Second arrest made in Raleigh Food Lion parking-lot shootout case
A second arrest has deepened the Creedmoor Road Food Lion shootout case, after police said a parking-lot argument erupted into gunfire and left one man injured.

A second arrest has pushed the Creedmoor Road Food Lion shootout beyond a single street dispute and into a broader public-safety case in north Raleigh. Frankie Grimes Jr., 31, was arrested in connection with the April 14 gunfire at 5633 Creedmoor Crossing, near Creedmoor Road and West Millbrook Road, and now faces felony conspiracy-assault with a deadly weapon with intent to kill inflicting serious injury and felony conspiracy-robbery with a dangerous weapon.
The new charge matters because it suggests investigators believe the violence unfolded as more than a spontaneous confrontation. Raleigh police said witnesses saw two vehicles pull into the parking lot, get into a verbal altercation and then start shooting at each other in front of a busy grocery store where shoppers would normally expect a routine morning stop. Officers found shell casings and a discarded weapon at the scene, and police were still searching for the driver and any occupants of a second vehicle described as a silver Nissan Rogue.
One man was injured in the exchange. Jalen Watson, 21, was the first person arrested after he walked into UNC Rex Hospital with non-life-threatening injuries. Watson faces assault and drug-related charges, including assault with a deadly weapon with intent to kill and marijuana-related counts. With one suspect already in custody and another now added to the case, police appear to be building a wider account of who took part in the shootout and how the confrontation escalated.

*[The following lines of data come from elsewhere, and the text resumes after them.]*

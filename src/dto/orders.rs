use serde::{Deserialize, Serialize};
use utoipa::ToSchema;
use uuid::Uuid;

use crate::models::{Money, Order, PaymentMethod};

#[derive(Debug, Clone, Deserialize, ToSchema)]
pub struct PlaceOrderRequest {
    pub listing_id: Uuid,
    pub quantity: i32,
    #[serde(default)]
    pub shipping_cost: Money,
    #[serde(default)]
    pub discount_amount: Money,
    pub shipping_address: String,
    pub buyer_notes: Option<String>,
    /// Defaults to the engine's configured grace period.
    pub auto_release_days: Option<i32>,
    pub auto_release_enabled: Option<bool>,
}

#[derive(Debug, Clone, Deserialize, ToSchema)]
pub struct PayOrderRequest {
    pub method: PaymentMethod,
    pub amount: Money,
}

#[derive(Debug, Clone, Deserialize, ToSchema)]
pub struct ShipOrderRequest {
    pub tracking_number: String,
    pub courier_service: String,
}

#[derive(Debug, Clone, Deserialize, ToSchema)]
pub struct CancelOrderRequest {
    pub reason: String,
}

#[derive(Debug, Clone, Deserialize, ToSchema)]
pub struct OpenDisputeRequest {
    pub reason: String,
    pub description: String,
    pub evidence_url: Option<String>,
}

#[derive(Debug, Clone, Default, Deserialize, ToSchema)]
pub struct AdminReleaseRequest {
    #[serde(default)]
    pub notes: String,
}

#[derive(Debug, Serialize, ToSchema)]
pub struct OrderList {
    pub items: Vec<Order>,
}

Raleigh Police Chief Rico Boyce has urged anyone with information to contact CrimeStoppers, a signal that investigators still want help reconstructing the full sequence of events. That open call also underscores a larger question for Wake County residents: whether the threat to the public was contained quickly enough after gunfire broke out in a busy shopping area in broad daylight.
The Food Lion at this location is listed as open daily from 7 a.m. to 11 p.m., which helped make the shooting especially alarming for shoppers and nearby residents. In a county centered on Raleigh, where UNC Rex Hospital and WakeMed Raleigh are among the main trauma-care destinations, the case has become a reminder of how fast a parking-lot argument can turn into a gun violence scene that leaves police, hospital staff and neighbors sorting out the damage long after the shots are fired.